Therapy mostly involves talking about what is bothering you. Or, figuring out what is bothering you if you don’t know. Typically, you and your therapist will set treatment goals early in the process together to determine what you want to work on. Some therapists teach “tools” while other therapists focus on offering more insights than tools. Through the process of therapy, you can gain deeper self-understanding that leads to positive change and growth. A typical session is 45-50 minutes, but the investment payoff is exponential. Some people go into therapy when they are feeling quite distressed, and some people go to therapy to be proactive, as more of a wellness model. They want to avoid getting significantly distressed or see therapy as a way to be as healthy mentally as possible.
What are some thoughts that may lead me to go to therapy?
- I feel depressed, unfulfilled, or otherwise dissatisfied in my life.
- My relationships are filled with conflict.
- I don’t think I am achieving my potential in my work life.
- I have a lot of mood swings.
- I feel frustrated and irritable so much of the time.
- I worry a lot.
- I have moments of panic when I fear I’m going crazy or having a heart attack.
- I am concerned about my use of alcohol or other substances, or someone close to me is worried about this.
- People just don’t respond to me the way I want them to…
- I have trouble standing up to others/I feel like others take advantage of me.
- Sometimes I am not sure who I am or what I want.
- I have a lot of feelings about my childhood or things that happened to me.
- Something really upsetting has happened in my life, and I can use some extra support as I heal.
- I am going through some kind of adjustment right now and it is tough.

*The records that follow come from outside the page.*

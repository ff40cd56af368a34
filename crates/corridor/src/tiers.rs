//! Tiered corridor builder
//!
//! Every tier present in the network goes through the same steps:
//! buffer its segments, clip the slope surface to the buffer, admit cells
//! at or below the tier's slope threshold, polygonize the admitted cells.
//! The first three steps live in the raster layer ([`tier_mask`]); the
//! single `polygonize` call hands the result to the vector layer.

use crate::classify::ClassifiedNetwork;
use crate::engine::Engine;
use crate::error::{CorridorError, Result};
use crate::execution::ProcessingMode;
use crate::network::StreamNetwork;
use crate::params::{TierParameters, TierThresholds};
use floodplain_algorithms::mask::ReclassifyParams;
use floodplain_core::Raster;
use geo::{Geometry, MultiPolygon};
use serde::{Deserialize, Serialize};
use std::fmt;
use tracing::{debug, warn};

/// Drainage-area class of a segment
#[derive(Debug, Clone, Copy, PartialEq, Eq, PartialOrd, Ord, Hash, Serialize, Deserialize)]
#[serde(rename_all = "snake_case")]
pub enum TierKind {
    Small,
    Medium,
    Large,
}

impl TierKind {
    /// All tiers, largest first
    pub const ALL: [TierKind; 3] = [TierKind::Large, TierKind::Medium, TierKind::Small];

    /// Tier of a drainage area: Small `[0, low)`, Medium `[low, high)`,
    /// Large `[high, inf)`. A value on a threshold belongs to the tier that
    /// starts there.
    pub fn classify(drainage_area: f64, thresholds: &TierThresholds) -> TierKind {
        if drainage_area >= thresholds.high_da {
            TierKind::Large
        } else if drainage_area >= thresholds.low_da {
            TierKind::Medium
        } else {
            TierKind::Small
        }
    }
}

impl fmt::Display for TierKind {
    fn fmt(&self, f: &mut fmt::Formatter<'_>) -> fmt::Result {
        f.pad(match self {
            TierKind::Small => "small",
            TierKind::Medium => "medium",
            TierKind::Large => "large",
        })
    }
}

/// One tier as data: what to build and which segments it covers
#[derive(Debug, Clone, Copy, PartialEq)]
pub struct Tier {
    pub kind: TierKind,
    /// Buffer distance (m)
    pub buffer: f64,
    /// Highest admitted slope (degrees)
    pub slope_threshold: f64,
    /// Half-open drainage-area interval `[lo, hi)` in km²
    pub da_range: (f64, f64),
}

impl Tier {
    pub fn new(kind: TierKind, params: TierParameters, thresholds: &TierThresholds) -> Self {
        let da_range = match kind {
            TierKind::Small => (0.0, thresholds.low_da),
            TierKind::Medium => (thresholds.low_da, thresholds.high_da),
            TierKind::Large => (thresholds.high_da, f64::INFINITY),
        };
        Self {
            kind,
            buffer: params.buffer,
            slope_threshold: params.slope,
            da_range,
        }
    }

    pub fn contains(&self, drainage_area: f64) -> bool {
        drainage_area >= self.da_range.0 && drainage_area < self.da_range.1
    }
}

/// What one tier contributed
#[derive(Debug, Clone, PartialEq)]
pub enum TierOutcome {
    Built { kind: TierKind, polygon: MultiPolygon<f64> },
    /// No cell passed the slope test
    Empty { kind: TierKind },
}

impl TierOutcome {
    pub fn kind(&self) -> TierKind {
        match self {
            TierOutcome::Built { kind, .. } | TierOutcome::Empty { kind } => *kind,
        }
    }

    pub fn polygon(&self) -> Option<&MultiPolygon<f64>> {
        match self {
            TierOutcome::Built { polygon, .. } => Some(polygon),
            TierOutcome::Empty { .. } => None,
        }
    }
}

/// Raster layer of a tier: slope clipped to `region`, admitted cells 1,
/// everything else no-data.
pub fn tier_mask<E: Engine + ?Sized>(
    engine: &E,
    slope: &Raster<f64>,
    region: &MultiPolygon<f64>,
    slope_threshold: f64,
) -> Result<Raster<f64>> {
    let clipped = engine.clip(slope, region)?;
    Ok(engine.reclassify(&clipped, &ReclassifyParams::at_or_below(slope_threshold, 1.0))?)
}

/// Build the valley mask polygon of one tier.
///
/// Returns `EmptyTierResult` when nothing is admitted.
pub fn build_tier<E: Engine + ?Sized>(
    engine: &E,
    tier: &Tier,
    network: &StreamNetwork,
    segments: &[usize],
    slope: &Raster<f64>,
) -> Result<MultiPolygon<f64>> {
    let lines = Geometry::MultiLineString(network.lines(segments.iter().copied()));
    let region = engine.buffer(&lines, tier.buffer)?;
    if region.0.is_empty() {
        return Err(CorridorError::EmptyTierResult(tier.kind));
    }

    let mask = tier_mask(engine, slope, &region, tier.slope_threshold)?;
    let polygon = engine.polygonize(&mask, true)?;
    debug!(
        "{} tier: {} segments, {} polygon parts",
        tier.kind,
        segments.len(),
        polygon.0.len()
    );

    if polygon.0.is_empty() {
        return Err(CorridorError::EmptyTierResult(tier.kind));
    }
    Ok(polygon)
}

/// Build every tier that has segments.
///
/// Tiers are independent and run under `mode`. An empty tier is reported
/// as [`TierOutcome::Empty`]; any other failure aborts.
pub fn build_tiers<E: Engine + ?Sized>(
    engine: &E,
    tiers: &[Tier],
    network: &StreamNetwork,
    classified: &ClassifiedNetwork,
    slope: &Raster<f64>,
    mode: ProcessingMode,
) -> Result<Vec<TierOutcome>> {
    let present: Vec<(Tier, Vec<usize>)> = tiers
        .iter()
        .map(|tier| (*tier, classified.indices_in(tier.kind)))
        .filter(|(_, segments)| !segments.is_empty())
        .collect();

    mode.try_map(present.len(), |i| {
        let (tier, segments) = &present[i];
        match build_tier(engine, tier, network, segments, slope) {
            Ok(polygon) => Ok(TierOutcome::Built {
                kind: tier.kind,
                polygon,
            }),
            Err(CorridorError::EmptyTierResult(kind)) => {
                warn!("{} tier admitted no terrain; the minimum buffer still covers it", kind);
                Ok(TierOutcome::Empty { kind })
            }
            Err(e) => Err(e),
        }
    })
}

/// Unconditional buffer around the whole network
pub fn minimum_buffer<E: Engine + ?Sized>(engine: &E, network: &StreamNetwork, distance: f64) -> Result<MultiPolygon<f64>> {
    Ok(engine.buffer(&Geometry::MultiLineString(network.geometry()), distance)?)
}

#[cfg(test)]
mod tests {
    use super::*;
    use crate::classify::ClassifiedSegment;
    use crate::engine::NativeEngine;
    use crate::network::{Segment, SegmentId};
    use crate::params::CorridorParams;
    use floodplain_core::GeoTransform;
    use geo::{line_string, Area, MultiLineString};

    #[test]
    fn test_classify_boundaries() {
        let t = TierThresholds::default();
        assert_eq!(TierKind::classify(0.0, &t), TierKind::Small);
        assert_eq!(TierKind::classify(24.0, &t), TierKind::Small);
        assert_eq!(TierKind::classify(25.0, &t), TierKind::Medium);
        assert_eq!(TierKind::classify(249.0, &t), TierKind::Medium);
        assert_eq!(TierKind::classify(250.0, &t), TierKind::Large);
        assert_eq!(TierKind::classify(1e6, &t), TierKind::Large);
    }

    #[test]
    fn test_tier_record_agrees_with_classify() {
        let params = CorridorParams::default();
        for da in [0.0, 10.0, 24.0, 25.0, 100.0, 249.0, 250.0, 5000.0] {
            let owners: Vec<TierKind> = params.tiers().iter().filter(|t| t.contains(da)).map(|t| t.kind).collect();
            assert_eq!(owners, vec![TierKind::classify(da, &params.thresholds)]);
        }
    }

    fn flat_slope(value: f64) -> Raster<f64> {
        let mut r = Raster::filled(40, 40, value);
        r.set_transform(GeoTransform::new(0.0, 400.0, 10.0, -10.0));
        r
    }

    fn one_segment() -> (StreamNetwork, ClassifiedNetwork) {
        let network = StreamNetwork::new(
            vec![Segment::new(
                "s0",
                MultiLineString::new(vec![line_string![(x: 100.0, y: 200.0), (x: 300.0, y: 200.0)]]),
            )],
            None,
        );
        let classified = ClassifiedNetwork::new(vec![ClassifiedSegment {
            index: 0,
            id: SegmentId("s0".into()),
            drainage_area: 5,
            tier: TierKind::Small,
        }]);
        (network, classified)
    }

    #[test]
    fn test_gentle_terrain_fills_buffer() {
        let (network, classified) = one_segment();
        let tiers = CorridorParams::default().tiers();
        let out = build_tiers(
            &NativeEngine::new(),
            &tiers,
            &network,
            &classified,
            &flat_slope(3.0),
            ProcessingMode::Sequential,
        )
        .unwrap();

        assert_eq!(out.len(), 1);
        assert_eq!(out[0].kind(), TierKind::Small);
        let area = out[0].polygon().unwrap().unsigned_area();
        let exact = 200.0 * 200.0 + std::f64::consts::PI * 100.0 * 100.0;
        assert!((area - exact).abs() < 0.05 * exact, "area {} vs {}", area, exact);
    }

    #[test]
    fn test_steep_terrain_gives_empty_tier() {
        let (network, classified) = one_segment();
        let tiers = CorridorParams::default().tiers();
        let out = build_tiers(
            &NativeEngine::new(),
            &tiers,
            &network,
            &classified,
            &flat_slope(12.01),
            ProcessingMode::Parallel,
        )
        .unwrap();
        assert_eq!(out, vec![TierOutcome::Empty { kind: TierKind::Small }]);
    }

    #[test]
    fn test_threshold_slope_admitted() {
        let (network, classified) = one_segment();
        let tiers = CorridorParams::default().tiers();
        let out = build_tiers(
            &NativeEngine::new(),
            &tiers,
            &network,
            &classified,
            &flat_slope(12.0),
            ProcessingMode::Sequential,
        )
        .unwrap();
        assert!(out[0].polygon().is_some());
    }
}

How do I choose a therapist?
First and foremost you are a consumer, so you get to choose your therapist. Don’t worry about being “nice” or fearing that you will hurt a therapist’s feelings. Don’t worry that they are the “expert” and that you should listen to them. It really is about a good fit between a therapist and a patient. Take your time to talk to the therapist on the phone and see if you like their style. Feel free to ask them questions. Also, if you go for a few times and you are not feeling good about the experience, consider talking to the therapist about your feelings. This may be uncomfortable, but they should be willing to help you figure out what you are not getting from them, and either shift their focus to what you need, or refer you elsewhere. If they are not, then just like anything, you can decide to look for a different option.